**Records shown:**
#####
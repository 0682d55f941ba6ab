use crate::core::error::{Error, Result};
use notify_debouncer_full::notify::{
    self,
    event::{ModifyKind, RenameMode},
    EventKind, RecommendedWatcher, RecursiveMode, Watcher,
};
use std::collections::HashMap;
use std::path::{Path, PathBuf};
use std::sync::mpsc::{self, RecvTimeoutError};
use std::sync::Arc;
use std::thread::JoinHandle;
use std::time::{Duration, Instant};

/// Upper bound on paths tracked by the debouncer at once
pub const MAX_PENDING_PATHS: usize = 1024;

/// Receiver of accepted change events
pub trait ReindexSink: Send + Sync {
    /// Re-index a changed file, returning the number of documents written
    fn reindex(&self, path: &Path) -> Result<usize>;

    /// Forget a deleted file, returning the number of documents removed
    fn remove(&self, path: &Path) -> Result<usize>;
}

#[derive(Debug, Clone, Copy, PartialEq, Eq)]
pub enum ChangeKind {
    Modified,
    Removed,
}

/// Per-path debounce state. Paths absent from the table are idle.
#[derive(Debug, Clone, Copy, PartialEq, Eq)]
pub enum PathState {
    Idle,
    PendingDebounce { accepted_at: Instant },
    Reindexing,
}

/// Leading-edge debouncer over a bounded per-path table.
///
/// The first event for a path is accepted; further events arriving within
/// `window` of the last accepted one are dropped.
#[derive(Debug)]
pub struct Debouncer {
    window: Duration,
    capacity: usize,
    paths: HashMap<PathBuf, PathState>,
}

impl Debouncer {
    pub fn new(window: Duration) -> Self {
        Self::with_capacity(window, MAX_PENDING_PATHS)
    }

    pub fn with_capacity(window: Duration, capacity: usize) -> Self {
        Self {
            window,
            capacity: capacity.max(1),
            paths: HashMap::new(),
        }
    }

    pub fn state(&self, path: &Path) -> PathState {
        self.paths.get(path).copied().unwrap_or(PathState::Idle)
    }

    pub fn pending(&self) -> usize {
        self.paths.len()
    }

    /// Try to move `path` into `Reindexing`. `false` means drop the event.
    pub fn begin(&mut self, path: &Path, now: Instant) -> bool {
        match self.state(path) {
            PathState::PendingDebounce { accepted_at }
                if now.saturating_duration_since(accepted_at) < self.window =>
            {
                tracing::debug!(path = %path.display(), "debounced");
                return false;
            }
            PathState::Reindexing => return false,
            _ => {}
        }

        if !self.paths.contains_key(path) && self.paths.len() >= self.capacity {
            self.prune(now);
            if self.paths.len() >= self.capacity {
                tracing::warn!(path = %path.display(), "debounce table full, dropping event");
                return false;
            }
        }

        self.paths.insert(path.to_path_buf(), PathState::Reindexing);
        true
    }

    /// Leave `Reindexing`; the debounce window counts from `accepted_at`
    pub fn finish(&mut self, path: &Path, accepted_at: Instant) {
        if let Some(state) = self.paths.get_mut(path) {
            *state = PathState::PendingDebounce { accepted_at };
        }
    }

    /// Stop tracking `path` entirely
    pub fn forget(&mut self, path: &Path) {
        self.paths.remove(path);
    }

    /// Return paths whose window has passed to `Idle`
    pub fn prune(&mut self, now: Instant) {
        let window = self.window;
        self.paths.retain(|_, state| match state {
            PathState::PendingDebounce { accepted_at } => {
                now.saturating_duration_since(*accepted_at) < window
            }
            _ => true,
        });
    }
}

/// Applies debounced change events to a sink.
pub struct WatchWorker<S: ReindexSink> {
    debouncer: Debouncer,
    sink: Arc<S>,
}

impl<S: ReindexSink> WatchWorker<S> {
    pub fn new(sink: Arc<S>, window: Duration) -> Self {
        Self {
            debouncer: Debouncer::new(window),
            sink,
        }
    }

    pub fn debouncer(&self) -> &Debouncer {
        &self.debouncer
    }

    /// Handle one change. Sink errors are logged, never returned.
    pub fn handle_event(&mut self, path: &Path, kind: ChangeKind, now: Instant) {
        match kind {
            ChangeKind::Removed => {
                self.debouncer.forget(path);
                match self.sink.remove(path) {
                    Ok(0) => {}
                    Ok(removed) => tracing::info!(path = %path.display(), removed, "removed deleted file"),
                    Err(e) => tracing::error!(path = %path.display(), error = %e, "failed to remove file"),
                }
            }
            ChangeKind::Modified => {
                if !self.debouncer.begin(path, now) {
                    return;
                }
                tracing::info!(path = %path.display(), "file changed");
                match self.sink.reindex(path) {
                    Ok(0) => {}
                    Ok(added) => tracing::info!(path = %path.display(), added, "reindexed"),
                    Err(e) => tracing::error!(path = %path.display(), error = %e, "error reindexing"),
                }
                self.debouncer.finish(path, now);
            }
        }
    }

    pub fn tick(&mut self, now: Instant) {
        self.debouncer.prune(now);
    }
}

/// Watches roots for file-system changes and feeds them to a [`WatchWorker`]
/// on one background thread.
pub struct ChangeWatcher<S: ReindexSink + 'static> {
    roots: Vec<PathBuf>,
    window: Duration,
    sink: Arc<S>,
}

/// Running watcher. Dropping the handle without [`WatchHandle::stop`] leaves
/// the worker running until the process exits.
pub struct WatchHandle {
    watcher: RecommendedWatcher,
    worker: JoinHandle<()>,
}

impl WatchHandle {
    /// Block until the worker exits
    pub fn join(self) {
        let WatchHandle { watcher, worker } = self;
        let _watcher = watcher;
        if worker.join().is_err() {
            tracing::error!("watch worker panicked");
        }
    }

    /// Stop receiving events and wait for the worker to drain
    pub fn stop(self) {
        drop(self.watcher);
        if self.worker.join().is_err() {
            tracing::error!("watch worker panicked");
        }
    }
}

impl<S: ReindexSink + 'static> ChangeWatcher<S> {
    pub fn new(roots: Vec<PathBuf>, window: Duration, sink: Arc<S>) -> Self {
        Self { roots, window, sink }
    }

    pub fn spawn(self) -> Result<WatchHandle> {
        let (tx, rx) = mpsc::channel::<notify::Result<notify::Event>>();

        let mut watcher = notify::recommended_watcher(tx)
            .map_err(|e| Error::Io(std::io::Error::other(format!("Failed to create file watcher: {}", e))))?;

        let mut watched = 0;
        for root in &self.roots {
            if !root.is_dir() {
                tracing::warn!(dir = %root.display(), "watch directory does not exist");
                continue;
            }
            watcher
                .watch(root, RecursiveMode::Recursive)
                .map_err(|e| Error::Io(std::io::Error::other(format!("Failed to watch {}: {}", root.display(), e))))?;
            tracing::info!(dir = %root.display(), "watching");
            watched += 1;
        }
        if watched == 0 {
            return Err(Error::Config("No existing directories to watch".to_string()));
        }

        let mut worker = WatchWorker::new(self.sink, self.window);
        let poll = self.window.max(Duration::from_millis(250));
        let worker = std::thread::Builder::new()
            .name("tierdex-watch".to_string())
            .spawn(move || loop {
                match rx.recv_timeout(poll) {
                    Ok(Ok(event)) => {
                        let now = Instant::now();
                        for (path, kind) in classify_event(&event) {
                            worker.handle_event(&path, kind, now);
                        }
                    }
                    Ok(Err(e)) => tracing::warn!(error = %e, "watch error"),
                    Err(RecvTimeoutError::Timeout) => worker.tick(Instant::now()),
                    Err(RecvTimeoutError::Disconnected) => break,
                }
            })?;

        Ok(WatchHandle { watcher, worker })
    }
}

/// Map a raw notification to per-path changes
fn classify_event(event: &notify::Event) -> Vec<(PathBuf, ChangeKind)> {
    match event.kind {
        EventKind::Modify(ModifyKind::Name(RenameMode::Both)) if event.paths.len() == 2 => vec![
            (event.paths[0].clone(), ChangeKind::Removed),
            (event.paths[1].clone(), ChangeKind::Modified),
        ],
        EventKind::Modify(ModifyKind::Name(RenameMode::From)) | EventKind::Remove(_) => event
            .paths
            .iter()
            .map(|p| (p.clone(), ChangeKind::Removed))
            .collect(),
        EventKind::Modify(ModifyKind::Metadata(_)) => Vec::new(),
        EventKind::Create(_) | EventKind::Modify(_) => event
            .paths
            .iter()
            .map(|p| (p.clone(), ChangeKind::Modified))
            .collect(),
        _ => Vec::new(),
    }
}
#####
**Action item:**
The lines from the first of the entries through the line holding "table are idle." are to be restated word for word, and no others.

**Task answer:**
repository 0682d55f941ba6ab
use crate::core::error::{Error, Result};
use notify_debouncer_full::notify::{
    self,
    event::{ModifyKind, RenameMode},
    EventKind, RecommendedWatcher, RecursiveMode, Watcher,
};
use std::collections::HashMap;
use std::path::{Path, PathBuf};
use std::sync::mpsc::{self, RecvTimeoutError};
use std::sync::Arc;
use std::thread::JoinHandle;
use std::time::{Duration, Instant};

/// Upper bound on paths tracked by the debouncer at once
pub const MAX_PENDING_PATHS: usize = 1024;

/// Receiver of accepted change events
pub trait ReindexSink: Send + Sync {
    /// Re-index a changed file, returning the number of documents written
    fn reindex(&self, path: &Path) -> Result<usize>;

    /// Forget a deleted file, returning the number of documents removed
    fn remove(&self, path: &Path) -> Result<usize>;
}

#[derive(Debug, Clone, Copy, PartialEq, Eq)]
pub enum ChangeKind {
    Modified,
    Removed,
}

/// Per-path debounce state. Paths absent from the table are idle.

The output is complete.